I think you need to come up here where light pollution is pretty much unknown 

Trails are cool, but I have a big hotpixel problem 

this was from Germany... I like the idea, I will be redoing with longer exposures, a power supply and at the summer house, i.e *complete* darkness










EXIF says 620s @ f8 / ISO 100. No filters. Hth!

Bret


----------



## Sharpy (Mar 25, 2007)

That is fabulous, I love it, I would have that hung on a wall!


----------



## buckas (Jun 13, 2008)

thanks guys



bretti_kivi said:


> I think you need to come up here where light pollution is pretty much unknown
> 
> Trails are cool, but I have a big hotpixel problem
> 
> ...


nice - it's pretty low here as well, as long as you're not looking towards the refineries 

my next attempt at night shots will be star trails

the trick is you don't need to have the shutter open forever - download this > http://www.startrails.de/html/software.html

basically shoot loads of shots at about 20s /f4 - ISO 1600 or whatever is even on motordrive/shutter release locked (otherwise if you leave it too long in between shots you will get gaps in the trails) and then shoot some shots with the same settings with the lens cap on, basically you use these frames in the final complilation image in "Startrails" to remove hot pixels/noise and jobs a goodun

the trick is to get loads of light in as possible hence the f/4 and high ISO - I thought the opposite prior to reading up on Astro photography as I approach it thinking maximum DOF/high f number but it's not the case just make sure the focus is spot on the stars

also will probably shoot it in the north of our county near the coast as no light pollution as will be needing to shoot north including polaris so I get some spin :thumb:

drew


----------



## Gruffs (Dec 10, 2007)

Awesome.

Really, really nice. As Sharpy said, it would look great on the wall.
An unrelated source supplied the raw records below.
use std::path::PathBuf;

use clap::{ArgAction, Parser, Subcommand};

#[derive(Parser, Debug)]
#[command(author, version, about, long_about = None)]
pub struct Cli {
    /// TOML config file
    #[arg(short, long, global = true)]
    pub config: Option<PathBuf>,

    /// Server address (host:port), overrides the config file
    #[arg(short, long, global = true)]
    pub server: Option<String>,

    /// Auth token, overrides the config file
    #[arg(short, long, global = true)]
    pub token: Option<String>,

    /// Raise log verbosity (-v debug, -vv trace)
    #[arg(short, long, action = ArgAction::Count, global = true)]
    pub verbose: u8,

    #[command(subcommand)]
    pub command: Commands,
}

#[derive(Subcommand, Debug)]
pub enum Commands {
    /// Sync a project's base and print a summary after every change
    Watch {
        /// Project whose base to sync
        project_id: String,

        /// Print the snapshot summary only
        #[arg(long)]
        once: bool,
    },

    /// Manage projects
    Project {
        #[command(subcommand)]
        command: ProjectCommand,
    },
}

#[derive(Subcommand, Debug)]
pub enum ProjectCommand {
    /// Create a project backed by a spreadsheet base
    Create {
        #[arg(long)]
        name: String,

        #[arg(long)]
        description: Option<String>,

        /// Personal access token of the spreadsheet service
        #[arg(long)]
        pat: String,

        /// Base id in the spreadsheet service
        #[arg(long)]
        airtable_base: String,
    },

    /// Rename or re-describe a project
    Update {
        #[arg(long)]
        id: String,

        #[arg(long)]
        name: Option<String>,

        #[arg(long)]
        description: Option<String>,
    },

    /// Delete a project
    Delete {
        #[arg(long)]
        id: String,
    },
}
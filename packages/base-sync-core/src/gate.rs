//! Duplicate and stale delivery filter keyed on notification sequence numbers.

use std::sync::atomic::{AtomicU64, Ordering};

/// Outcome of presenting a notification number to the gate.
#[derive(Debug, Clone, Copy, PartialEq, Eq)]
pub enum GateDecision {
    /// Number is above the high-water mark, which now equals it.
    Accepted {
        /// High-water mark before this notification
        previous: u64,
        /// Numbers skipped between `previous` and this one (0 before the first accept)
        missed: u64,
    },
    /// Number is at or below the high-water mark; drop the notification.
    Rejected { last_processed: u64 },
}

impl GateDecision {
    pub fn is_accepted(&self) -> bool {
        matches!(self, GateDecision::Accepted { .. })
    }
}

/// Tracks the highest processed notification number.
///
/// The mark advances in [`admit`](Self::admit), before any change of the
/// batch is applied, so a batch that fails halfway is never processed twice.
/// Gaps are reported through the `missed` count of an accepted decision but
/// never block acceptance.
#[derive(Debug, Default)]
pub struct NotificationGate {
    last_processed: AtomicU64,
}

impl NotificationGate {
    /// Creates a gate that accepts any number above 0.
    pub fn new() -> Self {
        Self::default()
    }

    /// Creates a gate whose high-water mark starts at `number`.
    pub fn starting_at(number: u64) -> Self {
        Self {
            last_processed: AtomicU64::new(number),
        }
    }

    /// Accepts `number` if it exceeds the high-water mark, advancing the mark.
    pub fn admit(&self, number: u64) -> GateDecision {
        let advanced = self.last_processed.fetch_update(
            Ordering::AcqRel,
            Ordering::Acquire,
            |last| (number > last).then_some(number),
        );
        match advanced {
            Ok(previous) => GateDecision::Accepted {
                previous,
                missed: if previous == 0 {
                    0
                } else {
                    number - previous - 1
                },
            },
            Err(last_processed) => GateDecision::Rejected { last_processed },
        }
    }

    /// Returns the highest number accepted so far.
    pub fn last_processed(&self) -> u64 {
        self.last_processed.load(Ordering::Acquire)
    }

    /// Resets the high-water mark to 0.
    pub fn reset(&self) {
        self.last_processed.store(0, Ordering::Release);
    }
}
//! TCP transport speaking newline-delimited JSON frames.
//!
//! Each request carries an id; a reader task matches responses to waiting
//! requests through oneshot channels and fans event frames out to
//! subscribers.

use std::collections::HashMap;
use std::sync::atomic::{AtomicBool, AtomicU64, Ordering};
use std::sync::Arc;
use std::time::Duration;

use async_trait::async_trait;
use parking_lot::Mutex;
use serde::{Deserialize, Serialize};
use serde_json::Value;
use tokio::io::{AsyncBufReadExt, AsyncWriteExt, BufReader};
use tokio::net::tcp::{OwnedReadHalf, OwnedWriteHalf};
use tokio::net::TcpStream;
use tokio::sync::oneshot;
use tokio::task::JoinHandle;

use super::{ConnectionSignal, ConnectionState, SubscriberSet, Subscription, Transport};
use crate::auth::AuthToken;
use crate::error::{ClientError, Result};
use crate::protocol::Response;

/// Frames sent by the client.
#[derive(Debug, Clone, PartialEq, Serialize, Deserialize)]
#[serde(tag = "kind", rename_all = "camelCase")]
pub enum ClientFrame {
    #[serde(rename_all = "camelCase")]
    Request {
        id: u64,
        route: String,
        auth_token: String,
        data: Value,
    },
    Subscribe { channel: String },
}

/// Frames sent by the server.
#[derive(Debug, Clone, PartialEq, Serialize, Deserialize)]
#[serde(tag = "kind", rename_all = "camelCase")]
pub enum ServerFrame {
    Response { id: u64, response: Response },
    Event { channel: String, message: Value },
}

type PendingMap = Arc<Mutex<HashMap<u64, oneshot::Sender<Response>>>>;

pub struct TcpTransport {
    address: String,
    auth_token: AuthToken,
    connect_timeout: Duration,
    signal: ConnectionSignal,
    /// Serializes connect/disconnect
    lifecycle: tokio::sync::Mutex<()>,
    writer: tokio::sync::Mutex<Option<OwnedWriteHalf>>,
    reader: Mutex<Option<JoinHandle<()>>>,
    pending: PendingMap,
    subscribers: SubscriberSet,
    next_id: AtomicU64,
    /// Set while we are closing the connection ourselves
    closing: Arc<AtomicBool>,
}

impl TcpTransport {
    pub fn new(address: impl Into<String>, auth_token: impl Into<AuthToken>) -> Self {
        Self {
            address: address.into(),
            auth_token: auth_token.into(),
            connect_timeout: Duration::from_secs(10),
            signal: ConnectionSignal::new(),
            lifecycle: tokio::sync::Mutex::new(()),
            writer: tokio::sync::Mutex::new(None),
            reader: Mutex::new(None),
            pending: Arc::new(Mutex::new(HashMap::new())),
            subscribers: SubscriberSet::new(),
            next_id: AtomicU64::new(1),
            closing: Arc::new(AtomicBool::new(false)),
        }
    }

    pub fn with_connect_timeout(mut self, timeout: Duration) -> Self {
        self.connect_timeout = timeout;
        self
    }

    pub fn address(&self) -> &str {
        &self.address
    }

    pub fn connection_state(&self) -> ConnectionState {
        self.signal.current()
    }

    /// Receiver notified on every connection state change, including a
    /// server hang-up seen by the reader task.
    pub fn connection_changes(&self) -> tokio::sync::watch::Receiver<ConnectionState> {
        self.signal.subscribe()
    }

    async fn write_frame(&self, frame: &ClientFrame) -> Result<()> {
        let mut line = serde_json::to_vec(frame)?;
        line.push(b'\n');
        let mut writer = self.writer.lock().await;
        let stream = writer.as_mut().ok_or(ClientError::NotConnected)?;
        stream.write_all(&line).await?;
        stream.flush().await?;
        Ok(())
    }

    fn spawn_reader(&self, read_half: OwnedReadHalf) -> JoinHandle<()> {
        let pending = self.pending.clone();
        let subscribers = self.subscribers.clone();
        let signal = self.signal.clone();
        let closing = self.closing.clone();

        tokio::spawn(async move {
            let mut lines = BufReader::new(read_half).lines();
            let reason = loop {
                match lines.next_line().await {
                    Ok(Some(line)) => {
                        if line.trim().is_empty() {
                            continue;
                        }
                        match serde_json::from_str::<ServerFrame>(&line) {
                            Ok(ServerFrame::Response { id, response }) => {
                                let waiter = pending.lock().remove(&id);
                                match waiter {
                                    Some(tx) => {
                                        let _ = tx.send(response);
                                    }
                                    None => tracing::warn!(id, "Response for unknown request"),
                                }
                            }
                            Ok(ServerFrame::Event { channel, message }) => {
                                let delivered = subscribers.dispatch(&channel, &message);
                                tracing::trace!(channel = %channel, delivered, "Event received");
                            }
                            Err(e) => tracing::warn!("Ignoring malformed frame: {}", e),
                        }
                    }
                    Ok(None) => break "connection closed by server".to_string(),
                    Err(e) => break e.to_string(),
                }
            };

            if !closing.load(Ordering::SeqCst) {
                tracing::error!("Server cut connection: {}", reason);
            }
            signal.set(ConnectionState::Disconnected);
            // Dropping the senders fails every in-flight request
            pending.lock().clear();
            subscribers.clear();
        })
    }
}

#[async_trait]
impl Transport for TcpTransport {
    async fn connect(&self) -> Result<()> {
        let _guard = self.lifecycle.lock().await;
        if self.signal.is_connected() {
            return Ok(());
        }

        self.signal.set(ConnectionState::Connecting);
        tracing::debug!(address = %self.address, "Connecting to server...");
        let stream =
            match tokio::time::timeout(self.connect_timeout, TcpStream::connect(&self.address))
                .await
            {
                Ok(Ok(stream)) => stream,
                Ok(Err(e)) => {
                    tracing::error!("Error connecting to server: {}", e);
                    self.signal.set(ConnectionState::Disconnected);
                    return Err(ClientError::Io(e));
                }
                Err(_) => {
                    tracing::error!("Error connecting to server: timed out");
                    self.signal.set(ConnectionState::Disconnected);
                    return Err(ClientError::Transport(format!(
                        "connect to {} timed out after {:?}",
                        self.address, self.connect_timeout
                    )));
                }
            };
        stream.set_nodelay(true)?;

        let (read_half, write_half) = stream.into_split();
        self.closing.store(false, Ordering::SeqCst);
        *self.writer.lock().await = Some(write_half);
        // Connected before the reader starts, so an immediate hang-up wins.
        self.signal.set(ConnectionState::Connected);
        let handle = self.spawn_reader(read_half);
        *self.reader.lock() = Some(handle);
        tracing::debug!(address = %self.address, "Connected to server.");
        Ok(())
    }

    async fn disconnect(&self) -> Result<()> {
        let _guard = self.lifecycle.lock().await;
        if self.signal.current() == ConnectionState::Disconnected {
            // The reader may have seen the server close; reap it.
            self.writer.lock().await.take();
            self.reader.lock().take();
            return Ok(());
        }

        self.closing.store(true, Ordering::SeqCst);
        self.signal.set(ConnectionState::Disconnecting);
        if let Some(mut writer) = self.writer.lock().await.take() {
            let _ = writer.shutdown().await;
        }
        let reader = self.reader.lock().take();
        if let Some(reader) = reader {
            reader.abort();
            let _ = reader.await;
        }
        self.pending.lock().clear();
        self.subscribers.clear();
        self.signal.set(ConnectionState::Disconnected);
        tracing::debug!(address = %self.address, "Disconnected from server.");
        Ok(())
    }

    fn is_connected(&self) -> bool {
        self.signal.is_connected()
    }

    async fn request(&self, route: &str, payload: Value) -> Result<Value> {
        if !self.is_connected() {
            return Err(ClientError::NotConnected);
        }
        let id = self.next_id.fetch_add(1, Ordering::Relaxed);
        let (tx, rx) = oneshot::channel();
        self.pending.lock().insert(id, tx);

        let frame = ClientFrame::Request {
            id,
            route: route.to_string(),
            auth_token: self.auth_token.resolve(),
            data: payload,
        };
        if let Err(e) = self.write_frame(&frame).await {
            self.pending.lock().remove(&id);
            return Err(e);
        }

        let response = rx.await.map_err(|_| {
            ClientError::Transport(format!("connection closed before response to {}", route))
        })?;
        response.into_result()
    }

    async fn subscribe(&self, channel: &str) -> Result<Subscription> {
        if !self.is_connected() {
            return Err(ClientError::NotConnected);
        }
        let subscription = self.subscribers.add(channel);
        self.write_frame(&ClientFrame::Subscribe {
            channel: channel.to_string(),
        })
        .await?;
        Ok(subscription)
    }
}
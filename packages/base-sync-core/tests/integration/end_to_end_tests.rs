//! End-to-end scenario: snapshot, then a sequence of notifications
//! including a redelivered duplicate.

use base_sync_core::{Base, SyncEngine};
use ntest::timeout;
use serde_json::json;

use super::helpers::{create_table, delete_table, notification};

#[test]
#[timeout(1000)]
fn test_snapshot_then_notifications() {
    let engine = SyncEngine::default();
    let snapshot: Base =
        serde_json::from_value(json!({ "id": "B1", "name": "Demo", "tables": {} })).unwrap();
    engine.install_snapshot(snapshot);

    // #1 creates T1
    let first = notification(1, json!([create_table("T1", "Tasks")]));
    assert!(engine.ingest(&first).accepted);
    assert!(engine.store().get().unwrap().tables.contains_key("T1"));

    // #1 again changes nothing
    let before_replay = engine.store().get().unwrap();
    assert!(!engine.ingest(&first).accepted);
    assert_eq!(*engine.store().get().unwrap(), *before_replay);

    // #2 renames T1 and adds F1
    let second = notification(
        2,
        json!([
            { "type": "update", "resourceAddress": { "is": "table", "tableId": "T1" },
              "data": { "id": "T1", "name": "Renamed" } },
            { "type": "create", "resourceAddress": { "is": "field", "tableId": "T1" },
              "data": { "id": "F1", "name": "Title", "type": "singleLineText" } }
        ]),
    );
    let report = engine.ingest(&second);
    assert_eq!(report.applied, 2);
    let base = engine.store().get().unwrap();
    assert_eq!(base.tables["T1"].name, "Renamed");
    assert!(base.tables["T1"].fields.contains_key("F1"));

    // #3 deletes T1
    engine.ingest(&notification(3, json!([delete_table("T1")])));
    assert!(!engine.store().get().unwrap().tables.contains_key("T1"));
    assert_eq!(engine.gate().last_processed(), 3);
}

#[test]
#[timeout(1000)]
fn test_records_follow_their_table() {
    let engine = SyncEngine::default();
    engine.install_snapshot(Base::new("B1", "Demo"));

    engine.ingest(&notification(
        1,
        json!([
            create_table("T1", "Inventory"),
            { "type": "create", "resourceAddress": { "is": "field", "tableId": "T1" },
              "data": { "id": "Fqty", "name": "Quantity", "type": "number",
                        "options": { "precision": 0 } } },
            { "type": "create", "resourceAddress": { "is": "record", "tableId": "T1" },
              "data": { "id": "R1", "cells": { "Fqty": 3 } } },
            { "type": "create", "resourceAddress": { "is": "record", "tableId": "T1" },
              "data": { "id": "R2", "cells": { "Fqty": 8 } } }
        ]),
    ));
    engine.ingest(&notification(
        2,
        json!([
            { "type": "update",
              "resourceAddress": { "is": "record", "tableId": "T1", "recordId": "R1" },
              "data": { "cells": { "Fqty": 2 } } },
            { "type": "delete",
              "resourceAddress": { "is": "record", "tableId": "T1", "recordId": "R2" } }
        ]),
    ));

    let base = engine.store().get().unwrap();
    let inventory = &base.tables["T1"];
    assert_eq!(inventory.records.len(), 1);
    assert_eq!(inventory.records["R1"].cells["Fqty"], json!(2));
    assert_eq!(base.record_count(), 1);
    assert_eq!(base.field_count(), 1);
}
Your cam has some really good high ISO performance huh (and a really good lens)?

This for me is the biggest limiting factor of my D40. I cannot go over ISO400 without getting horrendous noise on night and low light shots.

Not to mention the lack of experience and talent in general

It's so, so frustrating.


----------



## Auto Detox (Dec 22, 2007)

Awesome shots guys, very impressive the amount of work that goes into them

Baz


----------



## partrir (Mar 31, 2009)

Absolutley stunning. Well done. I'ld have that on my wall any day.


----------



## GIZTO29 (May 8, 2009)

partrir said:


> Absolutley stunning. Well done. I'ld have that on my wall any day.


Well put!:thumb: This is what inspires me
Phil


----------